Around 15,000 households will receive the meters which will tell people about their energy use  - and how much it costs – through linked display units or through TVs and computer screens.

A further 8,000 more homes will receive clip on real time display units for their existing meters.

These will tell them how much energy they are using, and how much it is costing when individual appliances are turned on.

Climate change

Business and Enterprise Secretary John Hutton said: ‘Changing consumer habits is vital if we are to cut our energy use and reduce the impact of climate change.

'Smart meters provide the cutting edge technology to enable this to happen.

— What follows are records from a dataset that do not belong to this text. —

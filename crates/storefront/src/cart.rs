//! Cart store.
//!
//! The cart is an ordered list of [`LineItem`]s owned by one session. Every
//! mutation writes the full list back to storage under
//! [`keys::CART`](crate::storage::keys::CART), replacing the previous
//! snapshot. On start the cart is rebuilt from that snapshot; an absent or
//! corrupt snapshot yields an empty cart.
//!
//! The cart's totals always fit in a [`Decimal`](rust_decimal::Decimal):
//! lines that would overflow them are dropped on load and refused on add.

use resto_core::{OrderTotals, Price, ProductId};
use serde::{Deserialize, Serialize};

use crate::storage::{Storage, StorageError, StorageExt, keys};

/// One product entry in the cart.
///
/// Unique by `id` within a cart. `quantity` is always at least 1: a line
/// whose quantity would drop to zero is removed instead.
#[derive(Debug, Clone, PartialEq, Eq, Serialize, Deserialize)]
pub struct LineItem {
    /// Product this line refers to.
    pub id: ProductId,
    /// Display name captured when the product was added.
    pub name: String,
    /// Price of a single unit.
    #[serde(rename = "price")]
    pub unit_price: Price,
    /// Number of units, at least 1.
    pub quantity: u32,
}

impl LineItem {
    /// `unit_price * quantity`, or `None` if it overflows.
    #[must_use]
    pub fn line_total(&self) -> Option<Price> {
        self.unit_price.checked_times(self.quantity)
    }
}

/// The session's cart, mirrored into durable storage.
#[derive(Debug)]
pub struct CartStore<S> {
    storage: S,
    items: Vec<LineItem>,
}

impl<S: Storage> CartStore<S> {
    /// Rebuild the cart from the persisted snapshot.
    ///
    /// Never fails: an unreadable or corrupt snapshot is logged and replaced
    /// by an empty cart.
    pub fn load(storage: S) -> Self {
        let items = match storage.load_json::<Vec<LineItem>>(keys::CART) {
            Ok(Some(items)) => normalize(items),
            Ok(None) => Vec::new(),
            Err(e) => {
                tracing::warn!(error = %e, "Discarding unreadable cart snapshot");
                Vec::new()
            }
        };
        tracing::debug!(lines = items.len(), "Cart loaded");
        Self { storage, items }
    }

    /// Lines in insertion order.
    #[must_use]
    pub fn items(&self) -> &[LineItem] {
        &self.items
    }

    /// Look up the line for a product.
    #[must_use]
    pub fn get(&self, id: &ProductId) -> Option<&LineItem> {
        self.items.iter().find(|item| &item.id == id)
    }

    /// Whether the cart has no lines.
    #[must_use]
    pub fn is_empty(&self) -> bool {
        self.items.is_empty()
    }

    /// Total number of units across all lines (the cart badge), saturating
    /// at `u32::MAX`.
    #[must_use]
    pub fn item_count(&self) -> u32 {
        self.items
            .iter()
            .fold(0, |count, item| count.saturating_add(item.quantity))
    }

    /// Subtotal, tax, and total of the current lines.
    #[must_use]
    pub fn totals(&self) -> OrderTotals {
        totals_of(&self.items).unwrap_or_default()
    }

    /// The storage handle backing this cart.
    pub const fn storage(&self) -> &S {
        &self.storage
    }

    /// Add one unit of a product.
    ///
    /// Increments the existing line for `id`, or appends a new line with
    /// quantity 1. The name and price of an existing line are left as they
    /// were when it was first added.
    ///
    /// # Errors
    ///
    /// A unit whose cost would overflow the cart totals is refused: the cart
    /// and its snapshot are left unchanged.
    ///
    /// # Errors
    ///
    /// Returns an error if the snapshot cannot be persisted. The in-memory
    /// cart is updated regardless.
    pub fn add(
        &mut self,
        id: ProductId,
        name: impl Into<String>,
        unit_price: Price,
    ) -> Result<(), StorageError> {
        if self.get(&id).is_some() {
            self.increment(&id)?;
            return Ok(());
        }
        let line = LineItem {
            id,
            name: name.into(),
            unit_price,
            quantity: 1,
        };
        self.items.push(line);
        if totals_of(&self.items).is_none() {
            if let Some(line) = self.items.pop() {
                tracing::warn!(product_id = %line.id, "Refusing cart line that overflows the totals");
            }
            return Ok(());
        }
        if let Some(line) = self.items.last() {
            tracing::debug!(product_id = %line.id, "Cart line added");
        }
        self.persist()
    }

    /// Add one unit to an existing line.
    ///
    /// Returns `false` without touching storage if `id` is not in the cart or
    /// one more unit would overflow the cart totals.
    ///
    /// # Errors
    ///
    /// Returns an error if the snapshot cannot be persisted.
    pub fn increment(&mut self, id: &ProductId) -> Result<bool, StorageError> {
        let Some(index) = self.items.iter().position(|item| &item.id == id) else {
            return Ok(false);
        };
        let Some(item) = self.items.get_mut(index) else {
            return Ok(false);
        };
        let Some(quantity) = item.quantity.checked_add(1) else {
            tracing::warn!(product_id = %id, "Cart line quantity is at its maximum");
            return Ok(false);
        };
        item.quantity = quantity;
        if totals_of(&self.items).is_none() {
            if let Some(item) = self.items.get_mut(index) {
                item.quantity -= 1;
            }
            tracing::warn!(product_id = %id, "Refusing increment that overflows the totals");
            return Ok(false);
        }
        tracing::debug!(product_id = %id, quantity, "Cart line incremented");
        self.persist()?;
        Ok(true)
    }

    /// Remove one unit from a line, dropping the line when it reaches zero.
    ///
    /// Returns `false` without touching storage if `id` is not in the cart.
    ///
    /// # Errors
    ///
    /// Returns an error if the snapshot cannot be persisted.
    pub fn decrement(&mut self, id: &ProductId) -> Result<bool, StorageError> {
        let Some(index) = self.items.iter().position(|item| &item.id == id) else {
            return Ok(false);
        };
        let drop_line = self.items.get(index).is_some_and(|item| item.quantity <= 1);
        if drop_line {
            self.items.remove(index);
            tracing::debug!(product_id = %id, "Cart line removed by decrement");
        } else if let Some(item) = self.items.get_mut(index) {
            item.quantity -= 1;
        }
        self.persist()?;
        Ok(true)
    }

    /// Delete a line entirely.
    ///
    /// Returns `false` without touching storage if `id` is not in the cart.
    ///
    /// # Errors
    ///
    /// Returns an error if the snapshot cannot be persisted.
    pub fn remove(&mut self, id: &ProductId) -> Result<bool, StorageError> {
        let before = self.items.len();
        self.items.retain(|item| &item.id != id);
        if self.items.len() == before {
            return Ok(false);
        }
        tracing::debug!(product_id = %id, "Cart line removed");
        self.persist()?;
        Ok(true)
    }

    /// Empty the cart and erase the persisted snapshot.
    ///
    /// # Errors
    ///
    /// Returns an error if the snapshot cannot be erased.
    pub fn clear(&mut self) -> Result<(), StorageError> {
        self.items.clear();
        tracing::debug!("Cart cleared");
        self.storage.remove(keys::CART)
    }

    fn persist(&self) -> Result<(), StorageError> {
        self.storage.save_json(keys::CART, &self.items)
    }
}

fn totals_of(items: &[LineItem]) -> Option<OrderTotals> {
    OrderTotals::from_lines(items.iter().map(|item| (item.unit_price, item.quantity)))
}

/// Restore the cart invariants on a snapshot read from storage: no zero
/// quantities, one line per product, totals that fit.
fn normalize(items: Vec<LineItem>) -> Vec<LineItem> {
    let mut lines: Vec<LineItem> = Vec::with_capacity(items.len());
    for item in items {
        if item.quantity == 0 {
            tracing::warn!(product_id = %item.id, "Dropping zero-quantity cart line");
            continue;
        }
        if let Some(index) = lines.iter().position(|line| line.id == item.id) {
            let Some(existing) = lines.get_mut(index) else {
                continue;
            };
            let before = existing.quantity;
            existing.quantity = before.saturating_add(item.quantity);
            if totals_of(&lines).is_none() {
                if let Some(existing) = lines.get_mut(index) {
                    existing.quantity = before;
                }
                tracing::warn!(product_id = %item.id, "Dropping duplicate cart line that overflows the totals");
            }
        } else {
            let id = item.id.clone();
            lines.push(item);
            if totals_of(&lines).is_none() {
                lines.pop();
                tracing::warn!(product_id = %id, "Dropping cart line that overflows the totals");
            }
        }
    }
    lines
}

The results of the trials will provide invaluable evidence to support the future rollout of displays and smart meters; helping to cut consumer bills and cut our carbon emissions.’

Contracts have been signed with EDF Energy, E.ON UK, Scottish and Southern Energy, and Scottish Power to conduct the £20 million trials, which will be jointly funded by the power companies and the government.

The trials will be conducted throughout the country and will look at the responses from a range of customers, including those in fuel poverty.

Fuel poverty

Smart meters are expected to be rolled out to most households within the next ten years, and all but the smallest businesses in the next five years.

The government has proposed that real time display units be provided with any new meters fitted from 2008, and to all households that request them between 2008-2010.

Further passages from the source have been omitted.